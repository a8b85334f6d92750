//! On-disk snapshot storage.
//!
//! Layout under the cache root:
//!
//! ```text
//! <root>/html/<host>/<path segments>/index.html
//! <root>/html/<host>/<path segments>/index-mobile.html
//! <root>/css/<hash>.css
//! <root>/js/<hash>.js
//! ```
//!
//! Writes land in a temporary file next to the target and are renamed into
//! place, so readers see either the old file, the new file, or nothing.

use std::io::{self, Write};
use std::path::{Path, PathBuf};
use std::time::{Duration, SystemTime};

use bytes::Bytes;
use sha2::{Digest, Sha256};
use tempfile::NamedTempFile;
use thiserror::Error;
use tokio::{fs, io::AsyncReadExt, task};
use tracing::debug;

use super::keys::CacheKey;

/// Extensions that have a static asset snapshot directory.
pub const ASSET_EXTENSIONS: [&str; 2] = ["css", "js"];

const PAGE_DIR: &str = "html";

#[derive(Debug, Error)]
pub enum SnapshotError {
    #[error(transparent)]
    Io(#[from] io::Error),
    #[error("failed to move snapshot into place: {0}")]
    Persist(#[from] tempfile::PersistError),
    #[error("snapshot path `{0}` has no parent directory")]
    Orphan(PathBuf),
    #[error("unsupported asset extension `{0}`")]
    UnsupportedExtension(String),
    #[error("snapshot writer task failed: {0}")]
    Join(#[from] task::JoinError),
}

/// A snapshot read from disk.
#[derive(Debug, Clone)]
pub struct Snapshot {
    pub body: Bytes,
    pub modified: SystemTime,
    /// Quoted strong validator, ready for an `ETag` header.
    pub validator: String,
}

impl Snapshot {
    /// Wraps an in-memory body, computing its validator.
    pub fn from_body(body: Bytes, modified: SystemTime) -> Self {
        let validator = compute_validator(&body);
        Self {
            body,
            modified,
            validator,
        }
    }

    /// `(now - modified) < lifetime`. A modification time in the future counts
    /// as fresh.
    pub fn is_fresh(&self, lifetime: Duration, now: SystemTime) -> bool {
        match now.duration_since(self.modified) {
            Ok(age) => age < lifetime,
            Err(_) => true,
        }
    }
}

/// Quoted SHA-256 hex of the content.
pub fn compute_validator(body: &[u8]) -> String {
    let digest = Sha256::digest(body);
    format!("\"{}\"", hex::encode(digest.as_slice()))
}

/// Filesystem-backed snapshot store.
#[derive(Debug, Clone)]
pub struct SnapshotStore {
    root: PathBuf,
}

impl SnapshotStore {
    pub fn new(root: impl Into<PathBuf>) -> Self {
        Self { root: root.into() }
    }

    pub fn root(&self) -> &Path {
        &self.root
    }

    pub fn pages_root(&self) -> PathBuf {
        self.root.join(PAGE_DIR)
    }

    /// Absolute location of the snapshot for `key`.
    pub fn page_path(&self, key: &CacheKey) -> PathBuf {
        let mut path = self.pages_root().join(key.host());
        for segment in key.segments() {
            path.push(segment);
        }
        path.push(key.device().snapshot_file_name());
        path
    }

    pub fn asset_path(&self, extension: &str, hash: &str) -> Result<PathBuf, SnapshotError> {
        if !ASSET_EXTENSIONS.contains(&extension) {
            return Err(SnapshotError::UnsupportedExtension(extension.to_string()));
        }
        Ok(self
            .root
            .join(extension)
            .join(format!("{hash}.{extension}")))
    }

    /// Read the page snapshot for `key`. A missing file is `Ok(None)`.
    pub async fn read_page(&self, key: &CacheKey) -> Result<Option<Snapshot>, SnapshotError> {
        read_snapshot(&self.page_path(key)).await
    }

    pub async fn read_asset(
        &self,
        extension: &str,
        hash: &str,
    ) -> Result<Option<Snapshot>, SnapshotError> {
        read_snapshot(&self.asset_path(extension, hash)?).await
    }

    /// Atomically replace the page snapshot for `key`.
    pub async fn write_page(&self, key: &CacheKey, body: Bytes) -> Result<PathBuf, SnapshotError> {
        let target = self.page_path(key);
        write_atomic(target, body).await
    }

    pub async fn write_asset(
        &self,
        extension: &str,
        hash: &str,
        body: Bytes,
    ) -> Result<PathBuf, SnapshotError> {
        let target = self.asset_path(extension, hash)?;
        write_atomic(target, body).await
    }

    /// Remove one page variant. Missing files are treated as success.
    pub async fn delete_page(&self, key: &CacheKey) -> Result<(), SnapshotError> {
        remove_file_if_present(&self.page_path(key)).await
    }

    /// Delete every page snapshot and recreate the empty page directory.
    pub async fn wipe_pages(&self) -> Result<(), SnapshotError> {
        wipe_dir(&self.pages_root()).await
    }

    /// Delete every static asset snapshot and recreate the directories.
    pub async fn wipe_assets(&self) -> Result<(), SnapshotError> {
        for extension in ASSET_EXTENSIONS {
            wipe_dir(&self.root.join(extension)).await?;
        }
        Ok(())
    }
}

async fn read_snapshot(path: &Path) -> Result<Option<Snapshot>, SnapshotError> {
    let mut file = match fs::File::open(path).await {
        Ok(file) => file,
        Err(err) if err.kind() == io::ErrorKind::NotFound => return Ok(None),
        Err(err) => return Err(err.into()),
    };

    // Metadata and content come from the same handle so a concurrent rename
    // cannot pair one file's mtime with another file's bytes.
    let modified = file.metadata().await?.modified()?;
    let mut buffer = Vec::new();
    file.read_to_end(&mut buffer).await?;

    Ok(Some(Snapshot::from_body(Bytes::from(buffer), modified)))
}

async fn write_atomic(target: PathBuf, body: Bytes) -> Result<PathBuf, SnapshotError> {
    task::spawn_blocking(move || -> Result<PathBuf, SnapshotError> {
        let parent = target
            .parent()
            .ok_or_else(|| SnapshotError::Orphan(target.clone()))?;
        std::fs::create_dir_all(parent)?;

        let mut staged = NamedTempFile::new_in(parent)?;
        staged.write_all(&body)?;
        make_world_readable(staged.as_file())?;
        staged.as_file().sync_all()?;
        staged.persist(&target)?;

        debug!(path = %target.display(), bytes = body.len(), "snapshot written");
        Ok(target)
    })
    .await?
}

/// Temporary files start out owner-only; the web server serving snapshots
/// directly usually runs as another user.
pub(crate) fn make_world_readable(file: &std::fs::File) -> io::Result<()> {
    #[cfg(unix)]
    {
        use std::os::unix::fs::PermissionsExt;
        file.set_permissions(std::fs::Permissions::from_mode(0o644))?;
    }
    #[cfg(not(unix))]
    let _ = file;
    Ok(())
}

async fn remove_file_if_present(path: &Path) -> Result<(), SnapshotError> {
    match fs::remove_file(path).await {
        Ok(()) => Ok(()),
        Err(err) if err.kind() == io::ErrorKind::NotFound => Ok(()),
        Err(err) => Err(err.into()),
    }
}

async fn wipe_dir(dir: &Path) -> Result<(), SnapshotError> {
    match fs::remove_dir_all(dir).await {
        Ok(()) => {}
        Err(err) if err.kind() == io::ErrorKind::NotFound => {}
        Err(err) => return Err(err.into()),
    }
    fs::create_dir_all(dir).await?;
    Ok(())
}

#[cfg(test)]
mod tests {
    use super::*;
    use crate::cache::device::DeviceClass;

    fn key(path: &str, device: DeviceClass) -> CacheKey {
        CacheKey::new("example.com", path, device).expect("valid key")
    }

    #[test]
    fn page_paths_follow_layout() {
        let store = SnapshotStore::new("/srv/cache");
        assert_eq!(
            store.page_path(&key("/blog/post-1", DeviceClass::Desktop)),
            PathBuf::from("/srv/cache/html/example.com/blog/post-1/index.html")
        );
        assert_eq!(
            store.page_path(&key("/blog/post-1/", DeviceClass::Mobile)),
            PathBuf::from("/srv/cache/html/example.com/blog/post-1/index-mobile.html")
        );
        assert_eq!(
            store.page_path(&key("/", DeviceClass::Desktop)),
            PathBuf::from("/srv/cache/html/example.com/index.html")
        );
    }

    #[test]
    fn asset_paths_follow_layout() {
        let store = SnapshotStore::new("/srv/cache");
        assert_eq!(
            store.asset_path("css", "abc123").unwrap(),
            PathBuf::from("/srv/cache/css/abc123.css")
        );
        assert!(matches!(
            store.asset_path("png", "abc"),
            Err(SnapshotError::UnsupportedExtension(_))
        ));
    }

    #[test]
    fn validator_is_quoted_sha256() {
        let validator = compute_validator(b"hello");
        assert_eq!(
            validator,
            "\"2cf24dba5fb0a30e26e83b2ac5b9e29e1b161e5c1fa7425e73043362938b9824\""
        );
    }

    #[test]
    fn freshness_window() {
        let now = SystemTime::now();
        let snapshot = Snapshot {
            body: Bytes::new(),
            modified: now - Duration::from_secs(30),
            validator: String::new(),
        };
        assert!(snapshot.is_fresh(Duration::from_secs(60), now));
        assert!(!snapshot.is_fresh(Duration::from_secs(30), now));
        assert!(!snapshot.is_fresh(Duration::from_secs(10), now));
    }

    #[tokio::test]
    async fn write_then_read_round_trip() {
        let dir = tempfile::tempdir().unwrap();
        let store = SnapshotStore::new(dir.path());
        let key = key("/blog/post-1", DeviceClass::Desktop);

        store
            .write_page(&key, Bytes::from_static(b"<html>one</html>"))
            .await
            .unwrap();
        let snapshot = store.read_page(&key).await.unwrap().expect("snapshot");

        assert_eq!(snapshot.body, Bytes::from_static(b"<html>one</html>"));
        assert_eq!(snapshot.validator, compute_validator(b"<html>one</html>"));
        assert!(snapshot.is_fresh(Duration::from_secs(60), SystemTime::now()));
    }

    #[tokio::test]
    async fn overwrite_replaces_content_without_leftovers() {
        let dir = tempfile::tempdir().unwrap();
        let store = SnapshotStore::new(dir.path());
        let key = key("/a", DeviceClass::Desktop);

        store.write_page(&key, Bytes::from_static(b"old")).await.unwrap();
        let path = store.write_page(&key, Bytes::from_static(b"new")).await.unwrap();

        let entries: Vec<_> = std::fs::read_dir(path.parent().unwrap())
            .unwrap()
            .collect();
        assert_eq!(entries.len(), 1);
        let snapshot = store.read_page(&key).await.unwrap().unwrap();
        assert_eq!(snapshot.body, Bytes::from_static(b"new"));
    }

    #[tokio::test]
    async fn missing_snapshot_is_none() {
        let dir = tempfile::tempdir().unwrap();
        let store = SnapshotStore::new(dir.path());
        let result = store
            .read_page(&key("/nothing", DeviceClass::Desktop))
            .await
            .unwrap();
        assert!(result.is_none());
    }

    #[tokio::test]
    async fn wipe_removes_pages_and_recreates_root() {
        let dir = tempfile::tempdir().unwrap();
        let store = SnapshotStore::new(dir.path());
        let desktop = key("/a/b", DeviceClass::Desktop);
        let mobile = key("/a/b", DeviceClass::Mobile);
        store.write_page(&desktop, Bytes::from_static(b"d")).await.unwrap();
        store.write_page(&mobile, Bytes::from_static(b"m")).await.unwrap();

        store.wipe_pages().await.unwrap();

        assert!(store.pages_root().is_dir());
        assert!(store.read_page(&desktop).await.unwrap().is_none());
        assert!(store.read_page(&mobile).await.unwrap().is_none());
    }

    #[tokio::test]
    async fn wipe_without_existing_directory_succeeds() {
        let dir = tempfile::tempdir().unwrap();
        let store = SnapshotStore::new(dir.path().join("never-created"));
        store.wipe_pages().await.unwrap();
        store.wipe_assets().await.unwrap();
        assert!(store.pages_root().is_dir());
        assert!(store.root().join("css").is_dir());
    }

    #[tokio::test]
    async fn delete_page_is_idempotent() {
        let dir = tempfile::tempdir().unwrap();
        let store = SnapshotStore::new(dir.path());
        let key = key("/x", DeviceClass::Mobile);
        store.write_page(&key, Bytes::from_static(b"m")).await.unwrap();

        store.delete_page(&key).await.unwrap();
        store.delete_page(&key).await.unwrap();
        assert!(store.read_page(&key).await.unwrap().is_none());
    }
}
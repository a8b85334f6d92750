//! Infrastructure adapters and runtime bootstrap.

pub mod error;
pub mod http;
pub mod mirror;
pub mod telemetry;
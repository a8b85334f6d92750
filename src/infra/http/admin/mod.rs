mod cache;
mod health;
mod rules;
mod signals;
mod state;

pub use state::AdminState;

use axum::{
    Router, middleware,
    routing::{get, post},
};

use super::middleware::{log_responses, set_request_context};

/// Operator surface. Bind it to a private address only.
pub fn build_admin_router(state: AdminState) -> Router {
    Router::new()
        .route("/cache/clear", post(cache::clear_caches))
        .route("/cache/drivers/{kind}/clear", post(cache::clear_driver))
        .route("/cache/keys/invalidate", post(cache::invalidate_key))
        .route("/cache/status", get(cache::cache_status))
        .route("/signals", post(signals::dispatch_signal))
        .route("/edge/purge-post", post(signals::purge_post))
        .route(
            "/rules",
            get(rules::show_rules)
                .put(rules::install_rules)
                .delete(rules::remove_rules),
        )
        .route("/_health/db", get(health::admin_health))
        .with_state(state)
        .layer(middleware::from_fn(log_responses))
        .layer(middleware::from_fn(set_request_context))
}
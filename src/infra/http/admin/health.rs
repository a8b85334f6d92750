use axum::{extract::State, response::Response};

use super::super::db_health_response;
use super::AdminState;

pub(super) async fn admin_health(State(state): State<AdminState>) -> Response {
    db_health_response(state.mirror.as_ref()).await
}
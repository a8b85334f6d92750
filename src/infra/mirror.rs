//! Postgres-backed cache mirror.

use std::sync::Arc;

use async_trait::async_trait;
use sqlx::{
    postgres::{PgPool, PgPoolOptions},
    query,
};
use tracing::debug;

use crate::cache::{MirrorError, MirrorStore};

use super::error::InfraError;

#[derive(Clone)]
pub struct PostgresMirrorStore {
    pool: Arc<PgPool>,
}

impl PostgresMirrorStore {
    pub fn new(pool: PgPool) -> Self {
        Self {
            pool: Arc::new(pool),
        }
    }

    pub fn pool(&self) -> &PgPool {
        &self.pool
    }

    pub async fn connect(url: &str, max_connections: u32) -> Result<PgPool, InfraError> {
        PgPoolOptions::new()
            .max_connections(max_connections)
            .connect(url)
            .await
            .map_err(Into::into)
    }

    pub async fn run_migrations(pool: &PgPool) -> Result<(), InfraError> {
        sqlx::migrate!("./migrations")
            .run(pool)
            .await
            .map_err(Into::into)
    }

    pub async fn health_check(&self) -> Result<(), sqlx::Error> {
        query("SELECT 1").execute(self.pool()).await.map(|_| ())
    }
}

#[async_trait]
impl MirrorStore for PostgresMirrorStore {
    async fn purge(&self, pattern: &str) -> Result<u64, MirrorError> {
        let result = query("DELETE FROM cache_mirror WHERE cache_key LIKE $1")
            .bind(pattern)
            .execute(self.pool())
            .await
            .map_err(|err| MirrorError::Purge(err.to_string()))?;
        let removed = result.rows_affected();
        debug!(pattern, removed, "cache mirror purged");
        Ok(removed)
    }
}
-------
Problem requirements:
In how many lines of the data does the string "task" appear? Only the number should be given.

Expected answer:
4